No hay información oficial y nadie en Trigoria hace declaraciones, pero Ranieri ya había temido públicamente una reacción hace unas semanas, cuando se produjo el ataque al entrenador giallorossi ante las cámaras. Pero hasta ese momento siempre lo había defendido, incluso cuando el tono de Gasperini subió. Desde el mercado de fichajes de enero algo, si no todo, ha cambiado: las relaciones empezaron a resquebrajarse y varios temas acabaron en la mesa de discusión, empezando por el relacionado con las lesiones. De hecho, Gasperini se ha quejado en varias ocasiones de la gestión de determinados jugadores en la enfermería, atacando a una plantilla llevada a Trigoria por Ranieri.

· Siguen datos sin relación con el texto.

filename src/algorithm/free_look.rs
use glam::DVec3;

use crate::algorithm::camera_path::CameraPose;
use crate::models::config::FreeLookConfig;
use crate::models::events::MoveDirection;

const MIN_PHI: f64 = 0.05;
const MAX_PHI: f64 = std::f64::consts::PI - 0.05;
const MIN_ORBIT_RADIUS: f64 = 1e-6;

#[derive(Debug, Clone)]
pub struct FreeLookController {
    position: DVec3,
    target: DVec3,
    move_speed: f64,
    orbit_sensitivity: f64,
    zoom_sensitivity: f64,
    min_distance: f64,
    max_distance: f64,
}

impl FreeLookController {
    pub fn new(config: &FreeLookConfig, pose: CameraPose) -> Self {
        Self {
            position: pose.position,
            target: pose.look_at,
            move_speed: config.move_speed,
            orbit_sensitivity: config.orbit_sensitivity,
            zoom_sensitivity: config.zoom_sensitivity,
            min_distance: config.min_distance,
            max_distance: config.max_distance,
        }
    }

    pub fn engage(&mut self, pose: CameraPose) {
        self.position = pose.position;
        self.target = pose.look_at;
    }

    pub fn pose(&self) -> CameraPose {
        CameraPose {
            position: self.position,
            look_at: self.target,
        }
    }

    /// Moves camera and orbit target together by one step along the
    /// horizontal view axes.
    pub fn translate(&mut self, direction: MoveDirection) {
        let forward = self.horizontal_forward();
        let right = forward.cross(DVec3::Y).normalize_or_zero();
        let axis = match direction {
            MoveDirection::Forward => forward,
            MoveDirection::Back => -forward,
            MoveDirection::Right => right,
            MoveDirection::Left => -right,
        };
        let step = axis * self.move_speed;
        self.position += step;
        self.target += step;
    }

    pub fn orbit(&mut self, dx: f64, dy: f64) {
        if !(dx.is_finite() && dy.is_finite()) {
            return;
        }
        let offset = self.position - self.target;
        let radius = offset.length();
        if radius < MIN_ORBIT_RADIUS {
            return;
        }

        let theta = offset.z.atan2(offset.x) + dx * self.orbit_sensitivity;
        let phi = ((offset.y / radius).clamp(-1.0, 1.0).acos() - dy * self.orbit_sensitivity)
            .clamp(MIN_PHI, MAX_PHI);
        self.position = self.target + spherical_offset(radius, theta, phi);
    }

    /// Dollies toward (negative) or away from (positive) the target.
    pub fn zoom(&mut self, delta: f64) {
        if !delta.is_finite() {
            return;
        }
        let offset = self.position - self.target;
        let radius = offset.length();
        if radius < MIN_ORBIT_RADIUS {
            return;
        }
        let next = (radius * (1.0 + delta * self.zoom_sensitivity))
            .clamp(self.min_distance, self.max_distance);
        self.position = self.target + offset / radius * next;
    }

    fn horizontal_forward(&self) -> DVec3 {
        let mut forward = self.target - self.position;
        forward.y = 0.0;
        let forward = forward.normalize_or_zero();
        if forward == DVec3::ZERO {
            DVec3::NEG_Z
        } else {
            forward
        }
    }
}

fn spherical_offset(radius: f64, theta: f64, phi: f64) -> DVec3 {
    let sin_phi = phi.sin();
    DVec3::new(
        radius * sin_phi * theta.cos(),
        radius * phi.cos(),
        radius * sin_phi * theta.sin(),
    )
}

#[cfg(test)]
mod tests {
    use super::*;

    fn controller() -> FreeLookController {
        FreeLookController::new(
            &FreeLookConfig::default(),
            CameraPose {
                position: DVec3::new(0.0, 2.0, 10.0),
                look_at: DVec3::ZERO,
            },
        )
    }

    #[test]
    fn forward_moves_along_horizontal_view_direction() {
        let mut free_look = controller();
        free_look.translate(MoveDirection::Forward);
        let pose = free_look.pose();
        assert!((pose.position - DVec3::new(0.0, 2.0, 9.5)).length() < 1e-12);
        assert!((pose.look_at - DVec3::new(0.0, 0.0, -0.5)).length() < 1e-12);
    }

    #[test]
    fn strafing_is_perpendicular_to_view() {
        let mut free_look = controller();
        free_look.translate(MoveDirection::Right);
        assert!((free_look.pose().position - DVec3::new(0.5, 2.0, 10.0)).length() < 1e-12);
        free_look.translate(MoveDirection::Left);
        free_look.translate(MoveDirection::Left);
        assert!((free_look.pose().position - DVec3::new(-0.5, 2.0, 10.0)).length() < 1e-12);
    }

    #[test]
    fn orbit_preserves_distance_to_target() {
        let mut free_look = controller();
        let before = free_look.pose().position.distance(DVec3::ZERO);
        free_look.orbit(120.0, -40.0);
        let pose = free_look.pose();
        assert!((pose.position.distance(DVec3::ZERO) - before).abs() < 1e-9);
        assert_eq!(pose.look_at, DVec3::ZERO);
        assert!(pose.position.x.abs() > 1e-3);
    }

    #[test]
    fn orbit_pitch_stops_short_of_pole() {
        let mut free_look = controller();
        free_look.orbit(0.0, 100_000.0);
        let offset = free_look.pose().position;
        let phi = (offset.y / offset.length()).acos();
        assert!(phi >= MIN_PHI - 1e-9);
    }

    #[test]
    fn zoom_clamps_to_configured_range() {
        let mut free_look = controller();
        free_look.zoom(-10_000.0);
        assert!((free_look.pose().position.length() - 1.0).abs() < 1e-9);
        free_look.zoom(1_000_000.0);
        assert!((free_look.pose().position.length() - 80.0).abs() < 1e-9);
    }

    #[test]
    fn vertical_view_falls_back_to_negative_z() {
        let mut free_look = FreeLookController::new(
            &FreeLookConfig::default(),
            CameraPose {
                position: DVec3::new(0.0, 10.0, 0.0),
                look_at: DVec3::ZERO,
            },
        );
        free_look.translate(MoveDirection::Forward);
        assert!((free_look.pose().position - DVec3::new(0.0, 10.0, -0.5)).length() < 1e-12);
    }
}
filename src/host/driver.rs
//! Async host loop: feeds channel events into a `TourSession`, ticks the
//! render path on a fixed interval and forwards programmatic scrolls.

use std::time::Duration;

use tokio::sync::mpsc;
use tokio::time::{Instant, MissedTickBehavior};

use crate::algorithm::camera_path::CameraRig;
use crate::models::events::{HostEvent, ScrollCommand};
use crate::session::TourSession;

#[derive(Debug, Clone, Copy)]
pub struct DriverOptions {
    pub frame_interval: Duration,
}

impl Default for DriverOptions {
    fn default() -> Self {
        Self {
            frame_interval: Duration::from_millis(16),
        }
    }
}

/// Runs until the event channel closes, then shuts the session down and
/// hands it back.
pub async fn run<R: CameraRig>(
    mut session: TourSession,
    mut events: mpsc::Receiver<HostEvent>,
    commands: mpsc::Sender<ScrollCommand>,
    rig: &mut R,
    options: DriverOptions,
) -> TourSession {
    let started = Instant::now();
    let clock_base = session.now_ms();
    let mut frames = tokio::time::interval(options.frame_interval);
    frames.set_missed_tick_behavior(MissedTickBehavior::Delay);
    let mut last_frame = Instant::now();
    let mut forward_commands = true;

    log::info!(
        "driver: started, frame_interval_ms={}",
        options.frame_interval.as_millis()
    );

    loop {
        tokio::select! {
            event = events.recv() => {
                let Some(event) = event else {
                    break;
                };
                session.advance_clock(clock_base + elapsed_ms(started));
                let disposition = session.handle_event(event);
                log::trace!("driver: event disposition={disposition:?}");
            }
            tick = frames.tick() => {
                session.advance_clock(clock_base + elapsed_ms(started));
                let dt = tick.duration_since(last_frame).as_secs_f64();
                last_frame = tick;
                session.render_tick(dt, rig);
            }
        }

        for command in session.drain_scroll_commands() {
            if !forward_commands {
                continue;
            }
            if commands.send(command).await.is_err() {
                log::warn!("driver: scroll command receiver dropped");
                forward_commands = false;
            }
        }
    }

    session.shutdown();
    log::info!("driver: event channel closed, stopped");
    session
}

fn elapsed_ms(started: Instant) -> u64 {
    u64::try_from(started.elapsed().as_millis()).unwrap_or(u64::MAX)
}
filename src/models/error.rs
use thiserror::Error;

/// Construction-time failures. Runtime event handling never errors; defects
/// there are clamped and logged instead.
#[derive(Debug, Error)]
pub enum TourError {
    #[error("invalid viewpoint table: {0}")]
    InvalidViewpoints(String),

    #[error("invalid config: {0}")]
    InvalidConfig(String),

    #[error("failed to parse JSON: {0}")]
    Parse(#[from] serde_json::Error),
}
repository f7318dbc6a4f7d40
pub mod publisher;
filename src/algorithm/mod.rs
pub mod camera_path;
pub mod damping;
pub mod free_look;
pub mod loop_blend;
pub mod loop_reset;
pub mod scroll_tracker;
pub mod snap;
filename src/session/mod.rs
pub mod timers;
pub mod tour;

pub use tour::TourSession;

Luego, los malentendidos del mercado y la relación, que nunca floreció, con el técnico Riky Massara, destinado a decir adiós también una vez oficializada la despedida de Ranieri. Hubo muchas fricciones, hasta la escalada por parte del asesor principal del club antes del partido contra Pisa. A partir de ahí fue imposible restablecer una relación, a pesar de los intentos de los Friedkins con llamadas y llamadas telefónicas desde Estados Unidos. Pero primero el silencio y unos días fuera de Trigoria hicieron suponer que la despedida entre la Roma y Ranieri era inminente, luego el regreso al polideportivo y al estadio para el partido contra el Atalanta hizo pensar en una convivencia forzada hasta el final de la temporada. Luego, nuevas tensiones y un día decididamente agitado, aunque por la mañana Ranieri había roto el muro de silencio detrás del cual se había refugiado.

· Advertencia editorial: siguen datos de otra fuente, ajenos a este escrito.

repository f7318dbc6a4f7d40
use crate::models::config::ScrollConfig;

#[derive(Debug, Clone, Copy, PartialEq, Eq, Default)]
pub enum ScrollDirection {
    Forward,
    Backward,
    #[default]
    Still,
}

impl ScrollDirection {
    pub fn sign(self) -> i8 {
        match self {
            ScrollDirection::Forward => 1,
            ScrollDirection::Backward => -1,
            ScrollDirection::Still => 0,
        }
    }
}

#[derive(Debug, Clone, Copy, PartialEq, Default)]
pub struct ScrollState {
    pub raw_offset_px: f64,
    pub section_index: usize,
    pub progress: f64,
}

#[derive(Debug, Clone, Copy, PartialEq)]
pub enum ScrollUpdate {
    Tracked {
        section_index: usize,
        progress: f64,
        direction: ScrollDirection,
    },
    /// The offset reached the end of the document; the loop reset must start.
    BoundaryReached,
}

#[derive(Debug, Clone)]
pub struct ScrollTracker {
    section_count: usize,
    viewport_height: f64,
    raw_offset_px: f64,
    section_index: usize,
    progress: f64,
    /// Last non-zero movement direction.
    direction: ScrollDirection,
    scroll_edge_epsilon_px: f64,
    wheel_edge_epsilon_px: f64,
}

impl ScrollTracker {
    pub fn new(section_count: usize, viewport_height: f64, config: &ScrollConfig) -> Self {
        Self {
            section_count: section_count.max(2),
            viewport_height: sanitize_height(viewport_height),
            raw_offset_px: 0.0,
            section_index: 0,
            progress: 0.0,
            direction: ScrollDirection::Still,
            scroll_edge_epsilon_px: config.scroll_edge_epsilon_px,
            wheel_edge_epsilon_px: config.wheel_edge_epsilon_px,
        }
    }

    pub fn state(&self) -> ScrollState {
        ScrollState {
            raw_offset_px: self.raw_offset_px,
            section_index: self.section_index,
            progress: self.progress,
        }
    }

    pub fn viewport_height(&self) -> f64 {
        self.viewport_height
    }

    pub fn raw_offset_px(&self) -> f64 {
        self.raw_offset_px
    }

    pub fn section_index(&self) -> usize {
        self.section_index
    }

    pub fn progress(&self) -> f64 {
        self.progress
    }

    pub fn direction(&self) -> ScrollDirection {
        self.direction
    }

    pub fn section_count(&self) -> usize {
        self.section_count
    }

    pub fn max_scroll(&self) -> f64 {
        self.viewport_height * (self.section_count - 1) as f64
    }

    pub fn on_scroll(&mut self, raw_offset_px: f64) -> ScrollUpdate {
        let offset = self.sanitize_offset(raw_offset_px);
        let delta = offset - self.raw_offset_px;
        if delta > 0.0 {
            self.direction = ScrollDirection::Forward;
        } else if delta < 0.0 {
            self.direction = ScrollDirection::Backward;
        }
        self.raw_offset_px = offset;

        if self.at_boundary(self.scroll_edge_epsilon_px) {
            log::debug!(
                "on_scroll: boundary reached, offset={offset:.1}, max_scroll={:.1}",
                self.max_scroll()
            );
            return ScrollUpdate::BoundaryReached;
        }

        let (section_index, progress) =
            section_position(offset, self.viewport_height, self.section_count);
        self.section_index = section_index;
        self.progress = progress;

        ScrollUpdate::Tracked {
            section_index,
            progress,
            direction: self.direction,
        }
    }

    /// True when forward wheel input arrives close enough to the end that the
    /// document may have nothing left to scroll.
    pub fn wheel_triggers_loop(&self, delta_y: f64) -> bool {
        delta_y > 0.0 && self.at_boundary(self.wheel_edge_epsilon_px)
    }

    /// Shows the terminal pose: last section, full progress.
    pub fn commit_end(&mut self) {
        self.section_index = self.section_count - 1;
        self.progress = 1.0;
    }

    pub fn reset_to_start(&mut self) {
        self.raw_offset_px = 0.0;
        self.section_index = 0;
        self.progress = 0.0;
        self.direction = ScrollDirection::Still;
    }

    pub fn set_viewport_height(&mut self, viewport_height: f64) {
        self.viewport_height = sanitize_height(viewport_height);
        self.raw_offset_px = self.raw_offset_px.min(self.max_scroll());
        let (section_index, progress) =
            section_position(self.raw_offset_px, self.viewport_height, self.section_count);
        self.section_index = section_index;
        self.progress = progress;
    }

    fn at_boundary(&self, epsilon_px: f64) -> bool {
        self.viewport_height > 0.0
            && self.raw_offset_px > 0.0
            && self.raw_offset_px >= self.max_scroll() - epsilon_px
    }

    fn sanitize_offset(&self, raw_offset_px: f64) -> f64 {
        if !raw_offset_px.is_finite() || raw_offset_px < 0.0 {
            if raw_offset_px != 0.0 {
                log::warn!("on_scroll: invalid offset {raw_offset_px}, using 0");
            }
            return 0.0;
        }
        raw_offset_px.min(self.max_scroll())
    }
}

/// Section index and fractional progress for `offset`. A zero viewport maps
/// everything to the first section.
pub fn section_position(offset: f64, viewport_height: f64, section_count: usize) -> (usize, f64) {
    if !(viewport_height > 0.0) || !offset.is_finite() || offset <= 0.0 {
        return (0, 0.0);
    }

    let last = section_count.saturating_sub(1);
    let section = (offset / viewport_height).floor() as usize;
    if section > last {
        log::warn!("section_position: section {section} clamped to {last}");
        return (last, 0.0);
    }
    let progress = (offset % viewport_height) / viewport_height;
    (section, progress.clamp(0.0, 1.0))
}

fn sanitize_height(viewport_height: f64) -> f64 {
    if viewport_height.is_finite() && viewport_height > 0.0 {
        viewport_height
    } else {
        log::warn!("viewport height {viewport_height} unusable, treating as 0");
        0.0
    }
}

#[cfg(test)]
mod tests {
    use super::*;

    fn tracker(viewport_height: f64) -> ScrollTracker {
        ScrollTracker::new(13, viewport_height, &ScrollConfig::default())
    }

    #[test]
    fn maps_offsets_to_section_and_progress() {
        let mut t = tracker(800.0);
        assert_eq!(t.max_scroll(), 9_600.0);

        assert_eq!(
            t.on_scroll(4_000.0),
            ScrollUpdate::Tracked {
                section_index: 5,
                progress: 0.0,
                direction: ScrollDirection::Forward,
            }
        );
        assert_eq!(
            t.on_scroll(4_400.0),
            ScrollUpdate::Tracked {
                section_index: 5,
                progress: 0.5,
                direction: ScrollDirection::Forward,
            }
        );
    }

    #[test]
    fn progress_stays_in_unit_interval_below_max_scroll() {
        let vh = 800.0;
        let mut offset = 0.0;
        while offset < 9_600.0 - 20.0 {
            let (section, progress) = section_position(offset, vh, 13);
            assert_eq!(section, (offset / vh).floor() as usize);
            assert!((0.0..1.0).contains(&progress), "offset {offset} → {progress}");
            assert!((progress - (offset % vh) / vh).abs() < 1e-12);
            offset += 37.5;
        }
    }

    #[test]
    fn offset_within_epsilon_of_end_reaches_boundary() {
        let mut t = tracker(800.0);
        assert_eq!(t.on_scroll(9_585.0), ScrollUpdate::BoundaryReached);
        assert_eq!(t.raw_offset_px(), 9_585.0);
    }

    #[test]
    fn records_last_non_zero_direction() {
        let mut t = tracker(800.0);
        t.on_scroll(1_000.0);
        t.on_scroll(900.0);
        assert_eq!(t.direction(), ScrollDirection::Backward);
        t.on_scroll(900.0);
        assert_eq!(t.direction(), ScrollDirection::Backward);
        assert_eq!(t.direction().sign(), -1);
    }

    #[test]
    fn negative_and_nan_offsets_clamp_to_zero() {
        let mut t = tracker(800.0);
        for bad in [-250.0, f64::NAN, f64::NEG_INFINITY] {
            match t.on_scroll(bad) {
                ScrollUpdate::Tracked {
                    section_index,
                    progress,
                    ..
                } => {
                    assert_eq!(section_index, 0);
                    assert_eq!(progress, 0.0);
                }
                other => panic!("unexpected update {other:?}"),
            }
            assert_eq!(t.raw_offset_px(), 0.0);
        }
    }

    #[test]
    fn zero_viewport_never_divides_or_loops() {
        let mut t = tracker(0.0);
        assert_eq!(
            t.on_scroll(500.0),
            ScrollUpdate::Tracked {
                section_index: 0,
                progress: 0.0,
                direction: ScrollDirection::Still,
            }
        );
        assert!(!t.wheel_triggers_loop(100.0));
    }

    #[test]
    fn tiny_document_does_not_loop_from_the_top() {
        let mut t = tracker(1.0);
        assert!(t.max_scroll() <= ScrollConfig::default().scroll_edge_epsilon_px);
        assert!(matches!(t.on_scroll(0.0), ScrollUpdate::Tracked { .. }));
        assert!(!t.wheel_triggers_loop(120.0));

        assert_eq!(t.on_scroll(5.0), ScrollUpdate::BoundaryReached);
    }

    #[test]
    fn wheel_forward_near_end_triggers_loop() {
        let mut t = tracker(800.0);
        t.on_scroll(9_560.0);
        assert!(t.wheel_triggers_loop(120.0));
        assert!(!t.wheel_triggers_loop(-120.0));

        t.on_scroll(8_000.0);
        assert!(!t.wheel_triggers_loop(120.0));
    }

    #[test]
    fn resize_rederives_and_clamps_section() {
        let mut t = tracker(800.0);
        t.on_scroll(8_800.0);
        assert_eq!(t.section_index(), 11);

        t.set_viewport_height(400.0);
        assert_eq!(t.raw_offset_px(), 4_800.0);
        assert_eq!(t.section_index(), 12);
        assert!(t.section_index() <= 12);
    }

    #[test]
    fn section_position_clamps_oversized_offsets() {
        assert_eq!(section_position(50_000.0, 800.0, 13), (12, 0.0));
    }
}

“Esperamos lo mejor, los chicos lo dan todo. Estamos todos unidos por un objetivo”, fueron sus únicas palabras sobre el momento de la Roma, evitando responder a quienes se burlaban de él sobre Gasperini. No añadió nada más, salvo cuando mencionó lo que ha sido un aspecto fundamental para él a lo largo de su carrera: la lealtad. El que cree haber situado siempre en el centro de su trabajo, incluso ahora que es asesor de los propietarios y que podría renunciar a un año más de contrato ante la expiración del 30 de junio de 2027. Así, la víspera Fiorentina-Roma será considerada un nuevo -si no el último- capítulo de la “guerra” entre Gasperini y Ranieri. Al final sólo quedó uno y será el entrenador.